É verdade que as armas se calaram no país, mas para mais de sete milhões de colombianos — num país com uma população global a rondar os 47 milhões —, a guerra continua a outro nível: forçados a fugir das povoações onde viviam, perderam tudo, deixando para trás casas e terras. “A Colômbia tem o segundo mais alto número de deslocados internos em todo o mundo, embora a situação seja completamente diferente da da Síria (onde o número é maior), que tem sido dilacerada pela guerra”, diz ao Expresso Louise Hojen, investigadora no Council on Hemispheric Affairs, Washington D.C. (EUA).
Conflito armado não explica tudo
Instituições como o Centro de Monitorização dos Deslocados Internos (Genebra), o Alto Comissariado da ONU para os Refugiados e o próprio Governo de Bogotá têm contabilidades não coincidentes quanto ao número exato de deslocados. “Mas todos concordam que são mais de 10% da população e que o número é superior a 7,4 milhões de pessoas”, refere Louise Hojen.
Em 2014, as FARC terão sido responsáveis por 69% dos deslocados surgidos nesse ano, número que caiu para 37% em 2015. O Exército de Libertação Nacional (ELN) e os chamados grupos criminosos emergentes (BACRIM) também têm quota de responsabilidade, a um nível menor. Porém, o conflito armado não explica tudo…

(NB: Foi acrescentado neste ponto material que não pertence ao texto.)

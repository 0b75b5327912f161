// Copyright 2025 the Chronotree Authors
// SPDX-License-Identifier: Apache-2.0 OR MIT

//! Store errors.

use std::fmt;
use std::io;
use std::path::PathBuf;

use chronotree_index::RecordId;

/// The four files that make up a named store.
#[derive(Copy, Clone, Debug, PartialEq, Eq, Hash)]
pub enum StoreFile {
    /// Append-only payload blobs.
    Blob,
    /// Fixed-width id → location page table.
    Index,
    /// Breadth-first tree shape.
    Tree,
    /// Bounds and id high-water mark.
    Meta,
}

impl StoreFile {
    /// All files, in the order they are opened.
    pub const ALL: [Self; 4] = [Self::Blob, Self::Index, Self::Tree, Self::Meta];

    /// File name suffix used on disk.
    pub const fn suffix(self) -> &'static str {
        match self {
            Self::Blob => "blob",
            Self::Index => "idx",
            Self::Tree => "tree",
            Self::Meta => "meta",
        }
    }
}

impl fmt::Display for StoreFile {
    fn fmt(&self, f: &mut fmt::Formatter<'_>) -> fmt::Result {
        f.write_str(self.suffix())
    }
}

/// Errors from [`MappedTree`](crate::MappedTree).
///
/// Three families matter to callers: I/O failures (worth retrying, see
/// [`StoreError::is_retryable`]), corruption (the files disagree with each
/// other or with the format, see [`StoreError::is_corruption`]), and misuse
/// such as oversized payloads or writing back a partial tree.
#[derive(Debug, thiserror::Error)]
pub enum StoreError {
    /// The operating system reported an error.
    #[error("I/O error on the {file} file")]
    Io {
        /// File being accessed.
        file: StoreFile,
        /// Underlying error.
        #[source]
        source: io::Error,
    },
    /// The store directory could not be created.
    #[error("cannot create store directory {}", path.display())]
    CreateDir {
        /// Directory that was requested.
        path: PathBuf,
        /// Underlying error.
        #[source]
        source: io::Error,
    },
    /// A read reached past the end of a file.
    #[error("reading {len} bytes at offset {offset} runs past the end of the {file} file")]
    OutOfRange {
        /// File being read.
        file: StoreFile,
        /// Requested offset.
        offset: u64,
        /// Requested length.
        len: u64,
    },
    /// A fixed-width record or the file layout is inconsistent.
    #[error("corrupt {file} file: {reason}")]
    Corrupt {
        /// File holding the bad data.
        file: StoreFile,
        /// What was wrong.
        reason: String,
    },
    /// A variable-length blob record failed to decode.
    #[error("undecodable record in the {file} file")]
    Decode {
        /// File holding the bad data.
        file: StoreFile,
        /// Decoder error.
        #[source]
        source: bitcode::Error,
    },
    /// The page table has no record for this id.
    #[error("no record with id {id}")]
    UnknownId {
        /// The id looked up.
        id: RecordId,
    },
    /// A payload id too large to have been handed out as a record id.
    #[error("no payload with id {leaf_data}")]
    UnknownPayload {
        /// The id looked up.
        leaf_data: u64,
    },
    /// A record is larger than an index entry can describe.
    #[error("record of {len} bytes exceeds the {max}-byte limit")]
    PayloadTooLarge {
        /// Length of the rejected record.
        len: usize,
        /// Largest storable record.
        max: usize,
    },
    /// The tree was only partially restored and would overwrite data it never loaded.
    #[error("refusing to serialize a partially restored tree")]
    PartialTree,
}

impl StoreError {
    /// True for storage I/O failures, which may succeed on retry.
    pub fn is_retryable(&self) -> bool {
        matches!(self, Self::Io { .. } | Self::CreateDir { .. })
    }

    /// True when the files themselves are damaged or inconsistent.
    pub fn is_corruption(&self) -> bool {
        matches!(
            self,
            Self::Corrupt { .. } | Self::Decode { .. } | Self::UnknownId { .. } | Self::OutOfRange { .. }
        )
    }

    pub(crate) fn corrupt(file: StoreFile, reason: impl Into<String>) -> Self {
        Self::Corrupt {
            file,
            reason: reason.into(),
        }
    }
}

/// Attach the file to an [`io::Error`].
pub(crate) trait IoContext<T> {
    fn on(self, file: StoreFile) -> Result<T, StoreError>;
}

impl<T> IoContext<T> for io::Result<T> {
    fn on(self, file: StoreFile) -> Result<T, StoreError> {
        self.map_err(|source| StoreError::Io { file, source })
    }
}

/// Result alias used throughout the store.
pub type Result<T, E = StoreError> = core::result::Result<T, E>;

Desastres naturais, interesses empresariais e a narcoindústria, “que está profundamente enraizada na economia e sociedade colombianas”, partilham com o conflito armado a corresponsabilidade por um tão grande número de deslocados. Apesar dos esforços da paz nos últimos anos, “enquanto existir o mercado mundial da droga haverá a produção e o tráfico, o que agravará o número de deslocados internos na Colômbia”, diz a investigadora. Este tem crescido continuamente, mas “é importante realçar que o aumento anual de deslocados é o mais baixo de sempre”.

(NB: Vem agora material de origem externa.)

// Copyright 2025 the Chronotree Authors
// SPDX-License-Identifier: Apache-2.0 OR MIT

//! Child-occupancy bitmask.
//!
//! One byte per node: bit `i` is set iff child slot `i` holds a subtree. A zero
//! byte marks a leaf-bearing node; this is the only signal the breadth-first
//! layout uses to decide whether child records follow.

use crate::types::OCTANT_COUNT;

bitflags::bitflags! {
    /// Which of the eight octant slots of a node are populated.
    #[derive(Clone, Copy, Debug, Default, PartialEq, Eq, Hash)]
    pub struct Occupancy: u8 {
        /// Slot 0: upper x, upper y, lower time.
        const SLOT_0 = 0b0000_0001;
        /// Slot 1: lower x, upper y, lower time.
        const SLOT_1 = 0b0000_0010;
        /// Slot 2: lower x, lower y, lower time.
        const SLOT_2 = 0b0000_0100;
        /// Slot 3: upper x, lower y, lower time.
        const SLOT_3 = 0b0000_1000;
        /// Slot 4: upper x, upper y, upper time.
        const SLOT_4 = 0b0001_0000;
        /// Slot 5: lower x, upper y, upper time.
        const SLOT_5 = 0b0010_0000;
        /// Slot 6: lower x, lower y, upper time.
        const SLOT_6 = 0b0100_0000;
        /// Slot 7: upper x, lower y, upper time.
        const SLOT_7 = 0b1000_0000;
    }
}

impl Occupancy {
    /// The flag for a single slot.
    ///
    /// # Panics
    ///
    /// Panics if `slot >= OCTANT_COUNT`.
    pub fn slot(slot: usize) -> Self {
        assert!(slot < OCTANT_COUNT, "octant slot {slot} out of range");
        Self::from_bits_retain(1 << slot)
    }

    /// Encode from a per-slot presence test.
    pub fn from_slots(mut occupied: impl FnMut(usize) -> bool) -> Self {
        (0..OCTANT_COUNT)
            .filter(|&slot| occupied(slot))
            .fold(Self::empty(), |acc, slot| acc | Self::slot(slot))
    }

    /// Whether `slot` is populated.
    pub fn has(self, slot: usize) -> bool {
        slot < OCTANT_COUNT && self.contains(Self::slot(slot))
    }

    /// Occupied slot numbers in ascending order.
    pub fn high_bit_positions(self) -> impl Iterator<Item = usize> {
        (0..OCTANT_COUNT).filter(move |&slot| self.has(slot))
    }
}

#[cfg(test)]
mod tests {
    use super::*;
    use alloc::vec::Vec;

    #[test]
    fn encode_matches_bit_layout() {
        let occ = Occupancy::from_slots(|slot| slot == 2 || slot == 4);
        assert_eq!(occ.bits(), 0b0001_0100);
        assert_eq!(occ, Occupancy::SLOT_2 | Occupancy::SLOT_4);
    }

    #[test]
    fn high_bit_positions_are_ascending() {
        let occ = Occupancy::from_bits_retain(0b1000_0101);
        let slots: Vec<_> = occ.high_bit_positions().collect();
        assert_eq!(slots, [0, 2, 7]);
        assert_eq!(Occupancy::empty().high_bit_positions().count(), 0);
        assert_eq!(Occupancy::all().high_bit_positions().count(), OCTANT_COUNT);
    }

    #[test]
    fn has_ignores_slots_past_the_last_octant() {
        let occ = Occupancy::all();
        assert!(occ.has(7));
        assert!(!occ.has(8));
    }
}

O problema é especialmente grave nas áreas rurais. “Não só proprietários são expulsos ou mortos em nome do acesso às suas terras, como outros aceitam trabalhar no cultivo da coca, dado ser lucrativo. A indústria da droga é responsabilidade pelo agravamento de vários problemas, mas medidas tomadas pelo Governo para combatê-la também têm tido um impacto negativo na questão dos deslocados, como a pulverização aérea das áreas de cultivo, apoiada pelos Estados Unidos.”

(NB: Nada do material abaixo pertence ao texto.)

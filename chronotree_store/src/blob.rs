// Copyright 2025 the Chronotree Authors
// SPDX-License-Identifier: Apache-2.0 OR MIT

//! Variable-length records kept in the blob file.

use bitcode::{Decode, Encode};
use chronotree_index::{Leaf, Point3, RecordId};

use crate::error::{StoreError, StoreFile};

/// Leaf ids held by one leaf-bearing node, indexed under the node's id.
#[derive(Clone, Debug, Default, PartialEq, Eq, Encode, Decode)]
pub struct NodeRecord {
    /// Leaf ids in insertion order.
    pub leaf_ids: Vec<RecordId>,
}

/// One leaf, indexed under its own id.
///
/// Fields are flat so the blob format does not depend on the layout of
/// [`Point3`].
#[derive(Copy, Clone, Debug, PartialEq, Encode, Decode)]
pub struct LeafDescriptor {
    /// Opaque payload id.
    pub leaf_data: u64,
    /// Canvas x.
    pub x: f32,
    /// Canvas y.
    pub y: f32,
    /// Time.
    pub t: f64,
    /// Leaf record id.
    pub id: RecordId,
}

impl From<Leaf> for LeafDescriptor {
    fn from(leaf: Leaf) -> Self {
        Self {
            leaf_data: leaf.leaf_data,
            x: leaf.position.x,
            y: leaf.position.y,
            t: leaf.position.t,
            id: leaf.id,
        }
    }
}

impl From<LeafDescriptor> for Leaf {
    fn from(desc: LeafDescriptor) -> Self {
        Self {
            leaf_data: desc.leaf_data,
            position: Point3::new(desc.x, desc.y, desc.t),
            id: desc.id,
        }
    }
}

pub(crate) fn decode<T: bitcode::DecodeOwned>(bytes: &[u8]) -> Result<T, StoreError> {
    bitcode::decode(bytes).map_err(|source| StoreError::Decode {
        file: StoreFile::Blob,
        source,
    })
}

#[cfg(test)]
mod tests {
    use super::*;

    #[test]
    fn descriptor_carries_the_whole_leaf() {
        let leaf = Leaf {
            leaf_data: 42,
            position: Point3::new(1.5, -2.0, 1234.125),
            id: 9,
        };
        let bytes = bitcode::encode(&LeafDescriptor::from(leaf));
        let back: LeafDescriptor = decode(&bytes).unwrap();
        assert_eq!(Leaf::from(back), leaf);
    }

    #[test]
    fn truncated_node_record_is_a_decode_error() {
        let bytes = bitcode::encode(&NodeRecord {
            leaf_ids: vec![1, 2, 3, 4],
        });
        let err = decode::<NodeRecord>(&bytes[..bytes.len() - 1]).unwrap_err();
        assert!(matches!(err, StoreError::Decode { file: StoreFile::Blob, .. }));
        assert!(err.is_corruption());
    }
}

Em Oslo, o Presidente Juan Manuel Santos não evitou o problema, afirmando a necessidade de se repensar a estratégia de combate ao narcotráfico. “Temos autoridade moral para afirmar que, após décadas de luta contra o narcotráfico, o mundo ainda não conseguiu controlar este flagelo que alimenta a violência e a corrupção por toda a nossa comunidade global”, disse. “Não faz sentido prender um camponês que cultiva marijuana quando hoje em dia, por exemplo, o seu cultivo e uso são legais em oito estados norte-americanos. A forma pela qual está a ser travada esta guerra contra as drogas é igual ou talvez até mais danosa do que todas as guerras juntas que o mundo está a travar. É hora de mudar a nossa estratégia.”
Escândalo Body Shop
Uma terceira causa para o problema dos deslocados internos na Colômbia ganhou grande visibilidade internacional em 2009, quando a imprensa britânica expôes a relação comercial entre a conceituada marca de cosméticos Body Shop e a empresa colombiana Daabon, a quem a Body Shop comprava 90% do óleo de palma que usava.
A Daabon estava envolvida no despejo de famílias de camponeses da “Hacienda Las Pavas”, na província de Bolívar (norte), onde instalou uma nova plantação. A Body Shop acabaria por romper o contrato com a Daabon e, dias depois, esta anunciou o fim da produção de óleo de palma em Las Pavas.
“Grandes empresas nacionais e internacionais são responsáveis por deslocamentos internos. Serviram-se do conflito armado em nome de interesses económicos”, refere Louise. A Cementos Argos S.A., que é a maior cimenteira colombiana, comprou terrenos onde foram feitos despejos. Apesar de nunca se ter provado que era culpada por deslocamentos na atualidade, para Louise isso torna a cimenteira “apoiante passiva” do problema.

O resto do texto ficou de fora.